DATA EXTRACTS:
---

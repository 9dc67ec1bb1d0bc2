//! YAML hunt files and flag lists → [`HuntQuery`].
//!
//! A hunt file is a single YAML mapping whose lists hold the same flag
//! strings the CLI accepts:
//!
//! ```yaml
//! title: Alice after mid-January
//! mandatory:
//!   - principal.user.userid=alice
//!   - metadata.event_timestamp>=2024-01-15T00:00:00Z
//! contains:
//!   - target.process.command_line=powershell
//! output:
//!   - principal.hostname
//!   - target.process.command_line
//! ```

use std::path::Path;

use serde::Deserialize;

use crate::ast::HuntQuery;
use crate::condition::{parse_contains, parse_mandatory, parse_output_field};
use crate::error::Result;

#[derive(Debug, Deserialize)]
#[serde(deny_unknown_fields)]
struct RawHunt {
    title: Option<String>,
    #[serde(default)]
    mandatory: Vec<String>,
    #[serde(default)]
    contains: Vec<String>,
    #[serde(default)]
    output: Vec<String>,
}

// =============================================================================
// Public API
// =============================================================================

/// Parse a YAML hunt definition.
pub fn parse_hunt_yaml(yaml: &str) -> Result<HuntQuery> {
    let raw: RawHunt = serde_yaml::from_str(yaml)?;
    let mut query = hunt_from_flags(&raw.mandatory, &raw.contains, &raw.output)?;
    query.title = raw.title;
    Ok(query)
}

/// Parse a YAML hunt definition from a file.
pub fn parse_hunt_file(path: &Path) -> Result<HuntQuery> {
    let content = std::fs::read_to_string(path)?;
    parse_hunt_yaml(&content)
}

/// Build a query from raw flag strings, in the order given.
pub fn hunt_from_flags<S: AsRef<str>>(
    mandatory: &[S],
    contains: &[S],
    output: &[S],
) -> Result<HuntQuery> {
    let mut query = HuntQuery::new();
    for flag in mandatory {
        query.add_mandatory(parse_mandatory(flag.as_ref())?);
    }
    for flag in contains {
        query.contains.push(parse_contains(flag.as_ref())?);
    }
    for field in output {
        query.output.push(parse_output_field(field.as_ref())?);
    }
    Ok(query)
}

#[cfg(test)]
mod tests {
    use super::*;
    use crate::ast::CompareOp;
    use crate::error::HuntParserError;

    #[test]
    fn test_full_hunt_file() {
        let query = parse_hunt_yaml(
            r#"
title: Alice after mid-January
mandatory:
  - principal.user.userid=alice
  - metadata.event_timestamp>=2024-01-15T00:00:00Z
contains:
  - target.process.command_line=powershell
  - target.process.command_line=cmd.exe
output:
  - principal.hostname
  - target.process.command_line
"#,
        )
        .unwrap();

        assert_eq!(query.title.as_deref(), Some("Alice after mid-January"));
        assert_eq!(query.equals.len(), 1);
        assert_eq!(query.equals[0].value, "alice");
        assert_eq!(query.compares.len(), 1);
        assert_eq!(query.compares[0].op, CompareOp::Gte);
        assert_eq!(query.compares[0].value, "2024-01-15T00:00:00Z");
        assert_eq!(query.contains.len(), 2);
        assert_eq!(query.contains[1].keyword, "cmd.exe");
        let output: Vec<&str> = query.output.iter().map(|p| p.as_str()).collect();
        assert_eq!(output, vec!["principal.hostname", "target.process.command_line"]);
    }

    #[test]
    fn test_sections_are_optional() {
        let query = parse_hunt_yaml("title: everything\n").unwrap();
        assert!(query.is_unconditional());
        assert!(query.output.is_empty());
    }

    #[test]
    fn test_unknown_key_rejected() {
        let err = parse_hunt_yaml("title: x\nmandatroy:\n  - a=b\n").unwrap_err();
        assert!(matches!(err, HuntParserError::Yaml(_)));
    }

    #[test]
    fn test_bad_flag_in_file() {
        let err = parse_hunt_yaml("mandatory:\n  - no_separator\n").unwrap_err();
        assert!(matches!(err, HuntParserError::Condition(_, _)));
    }

    #[test]
    fn test_hunt_from_flags_preserves_order() {
        let query = hunt_from_flags(
            &["b=2", "a=1", "ts<2024-01-01"],
            &[],
            &["z", "a"],
        )
        .unwrap();
        assert_eq!(query.equals[0].field.as_str(), "b");
        assert_eq!(query.equals[1].field.as_str(), "a");
        assert_eq!(query.compares[0].op, CompareOp::Lt);
        assert_eq!(query.output[0].as_str(), "z");
    }
}
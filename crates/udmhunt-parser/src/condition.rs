//! Condition flag parser using a pest PEG grammar.
//!
//! Parses the flag strings handed to the CLI (or listed in a hunt file):
//! - `"principal.user.userid=alice"` (mandatory equality)
//! - `"metadata.event_timestamp>=2024-01-01T00:00:00Z"` (mandatory comparison)
//! - `"target.process.command_line=powershell"` (optional contains)

use pest::Parser;
use pest_derive::Parser;

use crate::ast::{
    CompareCondition, CompareOp, ContainsCondition, EqualityCondition, FieldPath,
    MandatoryCondition,
};
use crate::error::{HuntParserError, Result};

// ---------------------------------------------------------------------------
// Pest parser (generated from hunt.pest grammar)
// ---------------------------------------------------------------------------

#[derive(Parser)]
#[grammar = "src/hunt.pest"]
struct ConditionFlagParser;

// ---------------------------------------------------------------------------
// Public API
// ---------------------------------------------------------------------------

/// Parse a mandatory condition flag: `field=value` or `field<op>value` with
/// `op` one of `>`, `<`, `>=`, `<=`.
///
/// # Examples
///
/// ```
/// use udmhunt_parser::{MandatoryCondition, parse_mandatory};
///
/// let cond = parse_mandatory("ts>=2024-01-01T00:00:00Z").unwrap();
/// assert!(matches!(cond, MandatoryCondition::Compare(_)));
/// ```
pub fn parse_mandatory(flag: &str) -> Result<MandatoryCondition> {
    let parts = split_flag(Rule::mandatory_flag, flag)?;
    let field = FieldPath::parse(parts.field)?;
    let value = parts.value.to_string();

    if parts.op == "=" {
        return Ok(MandatoryCondition::Equals(EqualityCondition { field, value }));
    }

    let op = CompareOp::from_symbol(parts.op)
        .ok_or_else(|| HuntParserError::UnknownOperator(parts.op.to_string()))?;
    Ok(MandatoryCondition::Compare(CompareCondition { field, op, value }))
}

/// Parse an optional contains flag: `field=keyword`.
pub fn parse_contains(flag: &str) -> Result<ContainsCondition> {
    let parts = split_flag(Rule::contains_flag, flag)?;
    Ok(ContainsCondition {
        field: FieldPath::parse(parts.field)?,
        keyword: parts.value.to_string(),
    })
}

/// Parse an output field name.
pub fn parse_output_field(path: &str) -> Result<FieldPath> {
    FieldPath::parse(path)
}

// ---------------------------------------------------------------------------
// Internal parsing helpers
// ---------------------------------------------------------------------------

struct FlagParts<'i> {
    field: &'i str,
    op: &'i str,
    value: &'i str,
}

fn split_flag(rule: Rule, flag: &str) -> Result<FlagParts<'_>> {
    let mut pairs = ConditionFlagParser::parse(rule, flag)
        .map_err(|e| HuntParserError::Condition(flag.to_string(), e.to_string()))?;

    let flag_pair = pairs.next().ok_or_else(|| {
        HuntParserError::Condition(flag.to_string(), "empty parse tree".to_string())
    })?;

    let mut parts = FlagParts {
        field: "",
        op: "",
        value: "",
    };
    for p in flag_pair.into_inner() {
        match p.as_rule() {
            Rule::field => parts.field = p.as_str(),
            Rule::mandatory_op | Rule::eq_op => parts.op = p.as_str(),
            Rule::value => parts.value = p.as_str(),
            _ => {} // EOI
        }
    }
    Ok(parts)
}

// =============================================================================
// Tests
// =============================================================================
//! Evaluation-side error types.
//!
//! Scanning itself never fails and query errors are reported by
//! `udmhunt_parser`: these errors come from loading and writing events.

use thiserror::Error;

/// Errors that can occur while reading or writing event sources.
#[derive(Debug, Error)]
pub enum EvalError {
    /// Reading an event source failed.
    #[error("IO error: {0}")]
    Io(#[from] std::io::Error),

    /// An event source was not valid JSON.
    #[error("invalid JSON: {0}")]
    Json(#[from] serde_json::Error),
}

/// Convenience result type.
pub type Result<T> = std::result::Result<T, EvalError>;
//! Compiled matchers for single-condition evaluation.
//!
//! Each `CompiledMatcher` is built once when a query is compiled. At scan
//! time, `matches()` compares it against the canonical string form of a
//! [`Resolved`] value. Contains works value by value, so a fanned-out path
//! matches a keyword exactly when one of its values does.

use chrono::{DateTime, FixedOffset};
use serde_json::Value;
use udmhunt_parser::CompareOp;

use crate::event::{Resolved, canonical_value};
use crate::timestamp::{compare_instants, parse_timestamp};

/// A pre-compiled matcher for a single condition.
#[derive(Debug, Clone, PartialEq)]
pub enum CompiledMatcher {
    /// Exact, case-sensitive string equality.
    Exact(String),

    /// Case-insensitive substring containment. The needle is stored
    /// lowercased.
    Contains(String),

    /// Timestamp ordering against a bound parsed at compile time. A bound
    /// that failed to parse is kept as `None` and never matches.
    Timestamp {
        op: CompareOp,
        bound: Option<DateTime<FixedOffset>>,
    },
}

impl CompiledMatcher {
    pub fn exact(value: &str) -> Self {
        CompiledMatcher::Exact(value.to_string())
    }

    pub fn contains(keyword: &str) -> Self {
        CompiledMatcher::Contains(keyword.to_lowercase())
    }

    pub fn timestamp(op: CompareOp, bound: &str) -> Self {
        CompiledMatcher::Timestamp {
            op,
            bound: parse_timestamp(bound),
        }
    }

    /// Check this matcher against a resolved value.
    ///
    /// Absent and `null` values never match. Contains looks at each resolved
    /// value on its own, so a keyword hits a fanned-out path exactly when it
    /// would hit one of its values resolved singly.
    pub fn matches(&self, resolved: &Resolved) -> bool {
        match self {
            CompiledMatcher::Exact(expected) => resolved
                .canonical()
                .is_some_and(|text| text == *expected),
            CompiledMatcher::Contains(needle) => resolved
                .values()
                .into_iter()
                .any(|v| value_contains(v, needle)),
            CompiledMatcher::Timestamp { op, bound } => {
                let Some(bound) = bound else {
                    return false;
                };
                resolved
                    .canonical()
                    .and_then(|text| parse_timestamp(&text))
                    .is_some_and(|actual| compare_instants(&actual, bound, *op))
            }
        }
    }
}

/// Empty values (`0`, `""`, `false`, `[]`, `{}`, `null`) never contain a
/// keyword.
fn value_contains(value: &Value, needle: &str) -> bool {
    let empty = match value {
        Value::Null => true,
        Value::Bool(b) => !b,
        Value::Number(n) => n.as_f64() == Some(0.0),
        Value::String(s) => s.is_empty(),
        Value::Array(items) => items.is_empty(),
        Value::Object(map) => map.is_empty(),
    };
    if empty {
        return false;
    }
    canonical_value(value).is_some_and(|text| text.to_lowercase().contains(needle))
}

---

AIM OF THE TASK: Within the material above, the line with "needle is stored" opens the range and the line with "and never matches." closes it; reproduce that range word for word.

SOLUTION TO THIS EXERCISE:
    /// Case-insensitive substring containment. The needle is stored
    /// lowercased.
    Contains(String),

    /// Timestamp ordering against a bound parsed at compile time. A bound
    /// that failed to parse is kept as `None` and never matches.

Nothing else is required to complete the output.